A new thiol-independent mechanism of epithelial host defense against Pseudomonas aeruginosa: iNOS/NO• sabotage of theft-ferroptosis.

Ferroptosis is a redox-driven type of regulated cell death program arising from maladaptation of three metabolic pathways: glutathione homeostasis, iron handling and lipid peroxidation. Though GSH/Gpx4 is the predominant system detoxifying phospholipid hydroperoxides (PLOOH) in mammalian cells, recently Gpx4-independent regulators of ferroptosis like ferroptosis suppressor protein 1 (FSP1) in resistant cancer lines and iNOS/NO• in M1 macrophages have been discovered. We previously reported that Pseudomonas aeruginosa (PA) utilizes its 15- lipoxygenase (pLoxA) to trigger ferroptotic death in epithelial cells by oxidizing the host arachidonoyl-phosphatidylethanolamine (ETE-PE) into pro-ferroptotic 15-hydroperoxy- arachidonyl-PE (15-HpETE-PE). Here we demonstrate that PA degrades the host GPx4 defense by activating the lysosomal chaperone-mediated autophagy (CMA). In response, the host stimulates the iNOS/NO•-driven anti-ferroptotic mechanism to stymie lipid peroxidation and protect GPx4/GSH-deficient cells. By using a co-culture model system, we showed that macrophage-produced NO• can distantly prevent PA stimulated ferroptosis in epithelial cells as an inter-cellular mechanism. We further established that suppression of ferroptosis in epithelial cells by NO• is enabled through the suppression of phospholipid peroxidation, particularly the production of pro-ferroptotic 15-HpETE-PE signals. Pharmacological targeting of iNOS (NO• generation) attenuated its anti-ferroptotic function. In conclusion, our findings define a new inter-cellular ferroptosis suppression mechanism which may represent a new strategy of the host against P. aeruginosa induced theft-ferroptosis.
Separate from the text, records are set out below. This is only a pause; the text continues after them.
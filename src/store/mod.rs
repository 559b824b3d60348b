//! Local artifact loading.
//!
//! Reads the exported artifacts into an immutable [`ResourceBundle`]:
//! interaction log and CF model as JSON, the embedding matrix as a raw
//! little-endian f32 file described by a JSON manifest (memory-mapped, then
//! copied into the index). Transport concerns (blob storage, HTTP) live
//! outside this crate; the engine only ever sees in-memory resources.

pub mod error;


pub use error::{StoreError, StoreResult};

use std::fs::File;
use std::io::BufReader;
use std::path::Path;
use std::sync::Arc;

use chrono::{DateTime, Utc};
use memmap2::Mmap;
use serde::{Deserialize, Serialize};
use tracing::debug;

use crate::catalog::ArticleCatalog;
use crate::config::Config;
use crate::embedding::EmbeddingIndex;
use crate::engine::ResourceBundle;
use crate::interactions::{ArticleId, Interaction, InteractionLog};
use crate::model::FactorModel;

/// Sidecar manifest describing the raw embedding matrix file.
///
/// `data_file` is resolved relative to the manifest's directory. Row `i` of
/// the matrix belongs to `article_ids[i]`.
#[derive(Debug, Clone, Serialize, Deserialize)]
pub struct EmbeddingManifest {
    pub dim: usize,
    pub article_ids: Vec<ArticleId>,
    pub data_file: String,
}

/// One row of the article metadata artifact.
#[derive(Debug, Clone, Serialize, Deserialize)]
pub struct CatalogRecord {
    pub article_id: ArticleId,
    pub created_at_ts: i64,
}

/// Loads the interaction log from a JSON array of click records.
pub fn load_interactions(path: &Path) -> StoreResult<InteractionLog> {
    let records: Vec<Interaction> = read_json(path)?;
    let log = InteractionLog::from_records(records);
    debug!(
        path = %path.display(),
        users = log.user_count(),
        articles = log.article_count(),
        events = log.event_count(),
        "interaction log loaded"
    );
    Ok(log)
}

/// Loads the embedding index: JSON manifest + mmap'd f32 matrix.
pub fn load_embeddings(manifest_path: &Path) -> StoreResult<EmbeddingIndex> {
    let manifest: EmbeddingManifest = read_json(manifest_path)?;

    let data_path = manifest_path
        .parent()
        .unwrap_or_else(|| Path::new("."))
        .join(&manifest.data_file);

    let file = File::open(&data_path).map_err(|e| StoreError::io(&data_path, e))?;
    // SAFETY: the artifact is treated as read-only for the process lifetime;
    // concurrent external mutation of the file is not supported.
    let mmap = unsafe { Mmap::map(&file) }.map_err(|e| StoreError::io(&data_path, e))?;

    let floats: &[f32] = bytemuck::try_cast_slice(&mmap)
        .map_err(|_| StoreError::InvalidEmbeddingData {
            path: data_path.clone(),
        })?;

    let expected = manifest.dim * manifest.article_ids.len();
    if floats.len() != expected {
        return Err(StoreError::EmbeddingShapeMismatch {
            path: data_path,
            expected,
            actual: floats.len(),
            rows: manifest.article_ids.len(),
            dim: manifest.dim,
        });
    }

    let index = EmbeddingIndex::from_parts(manifest.dim, manifest.article_ids, floats.to_vec())?;
    debug!(
        path = %manifest_path.display(),
        rows = index.len(),
        dim = index.dim(),
        "embedding index loaded"
    );
    Ok(index)
}

/// Loads exported CF model parameters.
pub fn load_model(path: &Path) -> StoreResult<FactorModel> {
    let model: FactorModel = read_json(path)?;
    debug!(
        path = %path.display(),
        users = model.user_count(),
        articles = model.article_count(),
        "CF model loaded"
    );
    Ok(model)
}

/// Loads article freshness metadata.
pub fn load_catalog(path: &Path) -> StoreResult<ArticleCatalog> {
    let records: Vec<CatalogRecord> = read_json(path)?;

    let mut catalog = ArticleCatalog::new();
    for record in records {
        let created_at: DateTime<Utc> = DateTime::from_timestamp(record.created_at_ts, 0)
            .ok_or(StoreError::InvalidTimestamp {
                path: path.to_path_buf(),
                article_id: record.article_id,
                timestamp: record.created_at_ts,
            })?;
        catalog.insert(record.article_id, created_at);
    }

    debug!(path = %path.display(), articles = catalog.len(), "catalog loaded");
    Ok(catalog)
}

/// Loads every artifact named by `config` into one immutable bundle.
pub fn load_bundle(config: &Config) -> StoreResult<ResourceBundle> {
    let interactions = load_interactions(&config.interactions_path)?;
    let embeddings = load_embeddings(&config.embeddings_manifest)?;
    let model = Arc::new(load_model(&config.model_path)?);
    let catalog = match &config.catalog_path {
        Some(path) => Some(load_catalog(path)?),
        None => None,
    };

    Ok(ResourceBundle {
        interactions,
        embeddings,
        model,
        catalog,
    })
}

fn read_json<T: serde::de::DeserializeOwned>(path: &Path) -> StoreResult<T> {
    let file = File::open(path).map_err(|e| StoreError::io(path, e))?;
    serde_json::from_reader(BufReader::new(file)).map_err(|e| StoreError::malformed(path, e))
}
Redox lipid reprogramming commands susceptibility of macrophages and microglia to ferroptotic death.

Ferroptotic death is the penalty for losing control over three processes-iron metabolism, lipid peroxidation and thiol regulation-that are common in the pro-inflammatory environment where professional phagocytes fulfill their functions and yet survive. We hypothesized that redox reprogramming of 15-lipoxygenase (15-LOX) during the generation of pro-ferroptotic signal 15-hydroperoxy-eicosa-tetra-enoyl-phosphatidylethanolamine (15-HpETE-PE) modulates ferroptotic endurance. Here, we have discovered that inducible nitric oxide synthase (iNOS)/NO•-enrichment of activated M1 (but not alternatively activated M2) macrophages/microglia modulates susceptibility to ferroptosis. Genetic or pharmacologic depletion/inactivation of iNOS confers sensitivity on M1 cells, whereas NO• donors empower resistance of M2 cells to ferroptosis. In vivo, M1 phagocytes, in comparison to M2 phagocytes, exert higher resistance to pharmacologically induced ferroptosis. This resistance is diminished in iNOS-deficient cells in the pro-inflammatory conditions of brain trauma or the tumour microenvironment. The nitroxygenation of eicosatetraenoyl (ETE)-PE intermediates and oxidatively truncated species by NO• donors and/or suppression of NO• production by iNOS inhibitors represent a novel redox mechanism of regulation of ferroptosis in pro-inflammatory conditions.